Early detection of micrometastases, or metastases traditionally too small to be discovered, may improve risk stratification and administration of adjuvant therapies in patients with early-stage breast cancer. Cancer cells, along with their microenvironment and the systemic immune response, “can yield a metabolomic ‘signature’ of cancer presence, detectable in blood or other samples,” said Dr Christopher Hart of Prato, Italy. In fact, it was shown in a previous study that postoperative serum metabolomic profiles can be predictive of future disease relapse in a single-center cohort of estrogen receptor–negative early breast cancer patients. Here, Dr Hart and colleagues explored whether preoperative serum metabolomic profiles could be used as a prognostic indicator of disease recurrence, independent of traditional clinicopathologic risk factors, in a multicenter cohort of estrogen receptor–positive (ER+), premenopausal women with early breast cancer.

To develop this model, samples from a large international phase 2 trial were first analyzed by proton nuclear magnetic resonance spectroscopy. In total, 590 early breast cancer samples (319 of which had relapse or ≥6 years of clinical follow-up) and 109 metastatic breast cancer samples were collected. Using a training set of 85 early (nonrelapsed) and all 109 of the metastatic breast cancer samples, a Random Forest classification model was built that was able to discriminate between early and metastatic breast cancer with an 84.9% accuracy rate. This model was then applied to a test set of 234 early breast cancer samples, and a risk of recurrence score was generated based on the likelihood of the sample to be misclassified as metastatic.

In the test set, the Random Forest risk of recurrence score was well correlated with relapse, having an area under the curve of 0.747 in the receiver-operating characteristic analysis. Accuracy of this model was ultimately maximized at 71.3%, with a sensitivity of 70.8% and a specificity of 71.4%. Notably, the model functioned independently of typical clinicopathologic risk factors, including age, tumor size, grade, human epidermal growth factor receptor 2 status, nodal status, and Adjuvant! Online risk of relapse score.
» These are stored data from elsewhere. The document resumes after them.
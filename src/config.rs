use schemars::JsonSchema;
use serde::{Deserialize, Serialize};
use std::path::{Path, PathBuf};

/// Main configuration structure
#[derive(Debug, Clone, Default, PartialEq, Serialize, Deserialize, JsonSchema)]
pub struct Config {
    /// Tab and document behavior
    #[serde(default)]
    pub editor: EditorConfig,

    /// Log filter and destination
    #[serde(default)]
    pub logging: LoggingConfig,

    /// Custom keybindings (override the defaults for the same action)
    #[serde(default)]
    pub keybindings: Vec<Keybinding>,
}

/// Tab and document behavior
#[derive(Debug, Clone, PartialEq, Serialize, Deserialize, JsonSchema)]
pub struct EditorConfig {
    /// Title prefix of new, unsaved documents ("Untitled" gives "Untitled-1", ...)
    #[serde(default = "default_untitled_prefix")]
    pub untitled_prefix: String,

    /// Extension suggested when saving an untitled document
    #[serde(default = "default_extension")]
    pub default_extension: String,

    /// Opening a file replaces the selected tab if it is an empty, unmodified,
    /// untitled document
    #[serde(default = "default_true")]
    pub replace_empty_untitled: bool,

    /// Number of recently opened files remembered
    #[serde(default = "default_recent_files_limit")]
    pub recent_files_limit: usize,
}

impl Default for EditorConfig {
    fn default() -> Self {
        Self {
            untitled_prefix: default_untitled_prefix(),
            default_extension: default_extension(),
            replace_empty_untitled: true,
            recent_files_limit: default_recent_files_limit(),
        }
    }
}

/// Logging configuration
#[derive(Debug, Clone, PartialEq, Serialize, Deserialize, JsonSchema)]
pub struct LoggingConfig {
    /// Filter directives used when RUST_LOG is not set (e.g. "info", "graphpad=debug")
    #[serde(default = "default_log_filter")]
    pub filter: String,

    /// Log file; defaults to `graphpad.log` in the data directory
    #[serde(default)]
    pub file: Option<PathBuf>,
}

impl Default for LoggingConfig {
    fn default() -> Self {
        Self {
            filter: default_log_filter(),
            file: None,
        }
    }
}

/// A single key -> action binding
#[derive(Debug, Clone, PartialEq, Eq, Serialize, Deserialize, JsonSchema)]
pub struct Keybinding {
    /// Key name (e.g., "s", "Enter", "F5", "PageDown")
    pub key: String,

    /// Modifiers (e.g., ["ctrl"], ["ctrl", "shift"])
    #[serde(default, skip_serializing_if = "Vec::is_empty")]
    pub modifiers: Vec<String>,

    /// Action to perform (e.g., "save", "close_tab", "new_tab")
    pub action: String,
}

fn default_true() -> bool {
    true
}

fn default_untitled_prefix() -> String {
    "Untitled".to_string()
}

fn default_extension() -> String {
    "ttl".to_string()
}

fn default_recent_files_limit() -> usize {
    10
}

fn default_log_filter() -> String {
    "info".to_string()
}

#[derive(Debug, thiserror::Error)]
pub enum ConfigError {
    #[error("IO error: {0}")]
    IoError(#[from] std::io::Error),

    #[error("Parse error: {0}")]
    ParseError(#[from] serde_json::Error),
}

impl Config {
    pub const FILENAME: &'static str = "config.json";

    /// Load configuration from a JSON file
    pub fn load_from_file<P: AsRef<Path>>(path: P) -> Result<Self, ConfigError> {
        let contents = std::fs::read_to_string(path.as_ref())?;
        Ok(serde_json::from_str(&contents)?)
    }

    /// Load the user config; defaults when there is no config file
    pub fn load_user_config(dir_context: &DirectoryContext) -> Result<Self, ConfigError> {
        let path = dir_context.config_path();
        if !path.exists() {
            return Ok(Self::default());
        }
        Self::load_from_file(&path)
    }

    /// Load the user config if there is one, defaults otherwise.
    ///
    /// A broken config file is reported and ignored rather than aborting startup.
    pub fn load_or_default(dir_context: &DirectoryContext) -> Self {
        Self::load_user_config(dir_context).unwrap_or_else(|e| {
            tracing::warn!(path = %dir_context.config_path().display(), "ignoring config: {}", e);
            Self::default()
        })
    }

    /// Save configuration to a JSON file
    pub fn save_to_file<P: AsRef<Path>>(&self, path: P) -> Result<(), ConfigError> {
        let contents = serde_json::to_string_pretty(self)?;
        std::fs::write(path.as_ref(), contents)?;
        Ok(())
    }

    /// JSON Schema of the config file
    pub fn json_schema() -> serde_json::Value {
        serde_json::to_value(schemars::schema_for!(Config)).unwrap_or_default()
    }
}

/// Directory paths for state and configuration
///
/// Only `main` builds this from the system (`dirs`); everything else
/// receives it, so tests can point it at temp directories.
#[derive(Debug, Clone)]
pub struct DirectoryContext {
    /// Data directory for logs and state, e.g. ~/.local/share/graphpad
    pub data_dir: PathBuf,

    /// Config directory, e.g. ~/.config/graphpad
    pub config_dir: PathBuf,
}

impl DirectoryContext {
    pub fn from_system() -> std::io::Result<Self> {
        let data_dir = dirs::data_dir()
            .ok_or_else(|| std::io::Error::other("could not determine data directory"))?
            .join("graphpad");
        let config_dir = dirs::config_dir()
            .ok_or_else(|| std::io::Error::other("could not determine config directory"))?
            .join("graphpad");
        Ok(Self {
            data_dir,
            config_dir,
        })
    }

    /// Both directories under one root (for tests)
    pub fn for_testing(root: &Path) -> Self {
        Self {
            data_dir: root.join("data"),
            config_dir: root.join("config"),
        }
    }

    pub fn config_path(&self) -> PathBuf {
        self.config_dir.join(Config::FILENAME)
    }

    pub fn log_path(&self) -> PathBuf {
        self.data_dir.join("graphpad.log")
    }
}

#[cfg(test)]
mod tests {
    use super::*;
    use tempfile::TempDir;

    #[test]
    fn test_empty_object_gives_defaults() {
        let config: Config = serde_json::from_str("{}").unwrap();
        assert_eq!(config, Config::default());
        assert_eq!(config.editor.untitled_prefix, "Untitled");
        assert!(config.editor.replace_empty_untitled);
        assert_eq!(config.logging.filter, "info");
    }

    #[test]
    fn test_partial_config_keeps_other_defaults() {
        let config: Config = serde_json::from_str(
            r#"{
                "editor": { "replace_empty_untitled": false },
                "keybindings": [ { "key": "s", "modifiers": ["alt"], "action": "save" } ]
            }"#,
        )
        .unwrap();
        assert!(!config.editor.replace_empty_untitled);
        assert_eq!(config.editor.recent_files_limit, 10);
        assert_eq!(config.keybindings.len(), 1);
        assert_eq!(config.keybindings[0].modifiers, vec!["alt".to_string()]);
    }

    #[test]
    fn test_save_and_load_roundtrip_through_dir_context() {
        let temp = TempDir::new().unwrap();
        let dirs = DirectoryContext::for_testing(temp.path());
        std::fs::create_dir_all(&dirs.config_dir).unwrap();

        let mut config = Config::default();
        config.editor.untitled_prefix = "Draft".to_string();
        config.save_to_file(dirs.config_path()).unwrap();

        assert_eq!(Config::load_or_default(&dirs), config);
    }

    #[test]
    fn test_broken_config_falls_back_to_defaults() {
        let temp = TempDir::new().unwrap();
        let dirs = DirectoryContext::for_testing(temp.path());
        std::fs::create_dir_all(&dirs.config_dir).unwrap();
        std::fs::write(dirs.config_path(), "{ not json").unwrap();

        assert_eq!(Config::load_or_default(&dirs), Config::default());
        assert!(matches!(
            Config::load_from_file(dirs.config_path()),
            Err(ConfigError::ParseError(_))
        ));
        // The error stays visible to callers that report it themselves
        assert!(matches!(
            Config::load_user_config(&dirs),
            Err(ConfigError::ParseError(_))
        ));
    }

    #[test]
    fn test_missing_user_config_is_default() {
        let temp = TempDir::new().unwrap();
        let dirs = DirectoryContext::for_testing(temp.path());
        assert_eq!(Config::load_user_config(&dirs).unwrap(), Config::default());
    }

    #[test]
    fn test_schema_mentions_sections() {
        let schema = Config::json_schema().to_string();
        assert!(schema.contains("editor"));
        assert!(schema.contains("keybindings"));
    }
}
These data confirm that, independent of traditional risk factors, preoperative serum metabolomic profiles can be predictive of relapse in premenopausal women with ER+ early breast cancer. “Metabolomics has the potential to improve risk stratification in early breast cancer by detecting the presence of micrometastatic disease,” said Dr Hart. Further work is ongoing to make this a practical and transferable tool.

Hart C, et al. ESMO 2016. Abstract 152PD.